Pourtant certains selistes font acte de désobéissance civile. Des producteurs bio par exemple, jouent le jeu de l’échange au sein des SEL. On peut donc tout imaginer et la souplesse de ces structures associatives ouvre un large spectre dans les outils d’échanges alternatifs et solidaires. Pour fonctionner correctement, une certaine mixité sociale est importante ainsi qu’une dynamique forte. De nombreux SEL aujourd’hui ronronnent et n’organisent que quelques bourses d’échange ou quelques journées de travail collectifs, de sorties, de balades etc. D’autres, beaucoup plus dynamiques, sont générateurs de liens sociaux forts, de réseau de solidarités actifs et efficaces et deviennent de vrais outils d’échanges solidaires, arrivant même à se passer de toute monnaie de substitution. Et l’idée est assez géniale, puisque si vous avez des fins de mois difficile, mais que vous ayez des connaissances ou des savoirs faire qui peuvent servir à d’autres, ces talents peuvent se transformer en nourriture pour toute la famille ou en bois de chauffage pour passer l’hiver tout en entretenant une relation solidaire et sociale forte dans un groupe local.

Qu’est-ce qu’un SEL ?
« Les richesses des 350 habitants les plus riches de la terre est égale à la « richesse » (ou la misère ?) des deux milliards trois cents millions des habitants les plus pauvres. Le système monétaire archaïque et périmé continue à régner en faisant des ravages dans l’humanité et nos télescopes sont si puissants que nous ne pourrons plus voir ce qui se passe ici, chez nous. » François Terris.
C’est sur ce malheureux constat que le SEL est né, d’abord outre atlantique, puis en France, en 1995. Il y a maintenant des SEL un peu partout dans le monde, dont plus de 300 sur notre territoire.

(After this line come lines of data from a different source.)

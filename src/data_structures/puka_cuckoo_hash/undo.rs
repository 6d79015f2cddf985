// Copyright (c) 2025 Mauka MCP Authors
//
// Licensed under dual license:
// - MIT License (LICENSE-MIT or https://opensource.org/licenses/MIT)
// - Apache License, Version 2.0 (LICENSE-APACHE or https://www.apache.org/licenses/LICENSE-2.0)

//! Move records and the undo log.
//!
//! Every insertion leaves a displacement chain on the log: one record per
//! eviction, then a final record for the cell or stash entry where the chain
//! ended. The first record of a chain has origin [`Origin::StartOfChain`].
//! Replaying records newest-first and writing each key back to its origin
//! restores every cell the insertion touched.

/// Where a key was moved to.
#[derive(Debug, Clone, Copy, PartialEq, Eq)]
pub enum Destination {
    /// A slot in the cell array.
    Cell(usize),
    /// The overflow stash.
    Stash,
}

/// Where a key was before it was moved.
#[derive(Debug, Clone, Copy, PartialEq, Eq)]
pub enum Origin {
    /// The cell the key was evicted from.
    Cell(usize),
    /// The key is the one the insertion started with.
    StartOfChain,
}

/// A single key movement produced during insertion.
#[derive(Debug, Clone, PartialEq, Eq)]
pub struct MoveRecord<K> {
    /// The key that moved.
    pub key: K,
    /// Where the key ended up.
    pub destination: Destination,
    /// Where the key came from.
    pub origin: Origin,
}

impl<K> MoveRecord<K> {
    /// Creates a new record.
    pub fn new(key: K, destination: Destination, origin: Origin) -> Self {
        Self {
            key,
            destination,
            origin,
        }
    }

    /// Returns `true` if this record opens a displacement chain.
    pub fn starts_chain(&self) -> bool {
        self.origin == Origin::StartOfChain
    }
}

/// Last-in-first-out stack of move records.
#[derive(Debug, Clone)]
pub struct UndoLog<K> {
    records: Vec<MoveRecord<K>>,
}

impl<K> Default for UndoLog<K> {
    fn default() -> Self {
        Self {
            records: Vec::new(),
        }
    }
}

impl<K> UndoLog<K> {
    /// Creates an empty log.
    pub fn new() -> Self {
        Self::default()
    }

    /// Appends a record.
    pub fn push(&mut self, record: MoveRecord<K>) {
        self.records.push(record);
    }

    /// Removes and returns the most recent record.
    pub fn pop(&mut self) -> Option<MoveRecord<K>> {
        self.records.pop()
    }

    /// Drops every record.
    pub fn clear(&mut self) {
        self.records.clear();
    }

    /// Number of records held.
    pub fn len(&self) -> usize {
        self.records.len()
    }

    /// Returns `true` if there is nothing to undo.
    pub fn is_empty(&self) -> bool {
        self.records.is_empty()
    }

    /// Number of complete chains on the log, that is, the number of
    /// insertions that can still be undone.
    pub fn chain_count(&self) -> usize {
        self.records.iter().filter(|r| r.starts_chain()).count()
    }

    /// Iterates over records from oldest to newest.
    pub fn iter(&self) -> std::slice::Iter<'_, MoveRecord<K>> {
        self.records.iter()
    }
}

Concrètement, un SEL, c’est quoi ?
Les Systèmes d’Echange Local, ou Services d’Echange Local, sont des groupes de personnes qui pratiquent l’échange multilatéral de biens, de services, et de savoirs. Après cette définition générique, la diversité est de mise entre les différents groupes :
Statut juridique : association de fait ou association déclarée loi 1901.

Conditions d’adhésion :
Le plus souvent, une contribution financière est demandée (son montant est très variable) afin de couvrir les frais d’édition et distribution d’un catalogue et /ou bulletin. Certains SEL adoptent le principe du téléphone...arabe ou non. Offres et demandes : le plus souvent, un catalogue est édité, regroupant les offres et demandes de chaque membre, sans aucune censure à l’imagination.
Certains estiment néanmoins que les offres ayant trait à l’ésotérisme, par exemple, peuvent être préjudiciables et les interdisent.
En plus de ce catalogue (ou inclus à celui-ci), beaucoup éditent des bulletins par lesquels les membres du groupe peuvent s’exprimer sur des sujets plus ou moins vastes.

Mesure des échanges :
Les échanges sont le plus souvent comptés en référence au temps passé. Par exemple, 1 minute = 1 fleur ou 1 grain de sel ou...un hippopotame. Mais là encore, l’imagination s’exerce avec brio !
La tendance générale est de s’affranchir de la parité avec l’euro. Certains utilisent des feuilles « d’échange » (ou « de richesse ») sur lesquelles les participants notent avec qui ils ont échangé et combien d’unités doivent être créditées ou débitées.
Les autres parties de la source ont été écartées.